To do: Which lines of the records below contain the string "between"? Report each of them.

Dataset excerpts:
• • • • •
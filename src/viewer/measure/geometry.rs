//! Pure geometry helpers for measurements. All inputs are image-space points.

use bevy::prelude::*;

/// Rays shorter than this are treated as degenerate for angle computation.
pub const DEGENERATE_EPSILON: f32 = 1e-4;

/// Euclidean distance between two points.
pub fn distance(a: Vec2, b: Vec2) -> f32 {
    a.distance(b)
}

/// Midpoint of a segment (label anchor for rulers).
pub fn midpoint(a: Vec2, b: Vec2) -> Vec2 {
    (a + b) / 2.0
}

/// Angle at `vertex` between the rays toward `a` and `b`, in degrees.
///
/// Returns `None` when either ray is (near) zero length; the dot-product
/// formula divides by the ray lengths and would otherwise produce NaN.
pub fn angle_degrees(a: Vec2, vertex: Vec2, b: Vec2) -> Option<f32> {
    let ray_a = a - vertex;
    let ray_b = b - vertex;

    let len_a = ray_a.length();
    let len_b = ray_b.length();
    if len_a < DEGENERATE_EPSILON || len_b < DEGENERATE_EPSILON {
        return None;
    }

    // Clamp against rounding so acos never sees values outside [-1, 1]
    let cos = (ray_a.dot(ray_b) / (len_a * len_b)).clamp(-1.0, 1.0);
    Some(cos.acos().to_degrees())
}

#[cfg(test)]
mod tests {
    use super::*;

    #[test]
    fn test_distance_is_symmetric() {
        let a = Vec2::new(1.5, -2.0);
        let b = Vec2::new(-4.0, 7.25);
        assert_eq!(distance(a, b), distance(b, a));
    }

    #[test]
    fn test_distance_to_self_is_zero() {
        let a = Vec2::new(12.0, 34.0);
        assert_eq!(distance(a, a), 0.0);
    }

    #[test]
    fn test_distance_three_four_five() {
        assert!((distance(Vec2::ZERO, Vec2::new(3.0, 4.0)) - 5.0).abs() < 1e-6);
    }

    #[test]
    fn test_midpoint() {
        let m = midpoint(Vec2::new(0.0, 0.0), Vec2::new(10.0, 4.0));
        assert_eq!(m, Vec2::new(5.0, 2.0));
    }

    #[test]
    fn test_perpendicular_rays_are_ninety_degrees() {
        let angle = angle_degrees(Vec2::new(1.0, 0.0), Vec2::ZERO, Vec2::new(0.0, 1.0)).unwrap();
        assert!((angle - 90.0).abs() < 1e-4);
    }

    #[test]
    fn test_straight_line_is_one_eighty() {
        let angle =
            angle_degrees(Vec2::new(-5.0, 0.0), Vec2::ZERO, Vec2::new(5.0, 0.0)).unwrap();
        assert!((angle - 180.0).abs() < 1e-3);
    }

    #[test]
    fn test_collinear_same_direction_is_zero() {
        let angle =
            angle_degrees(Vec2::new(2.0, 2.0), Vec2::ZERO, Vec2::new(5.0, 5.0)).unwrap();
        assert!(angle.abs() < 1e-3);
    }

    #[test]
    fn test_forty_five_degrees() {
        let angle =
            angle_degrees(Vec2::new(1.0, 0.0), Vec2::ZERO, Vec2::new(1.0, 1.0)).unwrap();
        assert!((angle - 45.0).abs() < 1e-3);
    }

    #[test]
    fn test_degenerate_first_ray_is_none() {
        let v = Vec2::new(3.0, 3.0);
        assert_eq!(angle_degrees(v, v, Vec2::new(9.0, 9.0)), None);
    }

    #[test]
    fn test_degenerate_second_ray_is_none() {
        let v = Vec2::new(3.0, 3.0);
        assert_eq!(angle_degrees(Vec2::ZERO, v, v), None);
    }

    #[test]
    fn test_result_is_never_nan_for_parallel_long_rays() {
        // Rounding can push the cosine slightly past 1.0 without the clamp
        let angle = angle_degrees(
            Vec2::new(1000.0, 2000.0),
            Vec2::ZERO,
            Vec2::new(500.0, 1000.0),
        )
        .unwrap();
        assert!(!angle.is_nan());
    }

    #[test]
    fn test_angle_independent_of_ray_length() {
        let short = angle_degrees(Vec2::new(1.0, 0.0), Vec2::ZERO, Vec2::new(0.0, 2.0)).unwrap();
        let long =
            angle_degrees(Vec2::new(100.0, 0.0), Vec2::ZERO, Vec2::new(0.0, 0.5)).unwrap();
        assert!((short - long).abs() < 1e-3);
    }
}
• • • • •
Worked solution:
/// Euclidean distance between two points.
/// Angle at `vertex` between the rays toward `a` and `b`, in degrees.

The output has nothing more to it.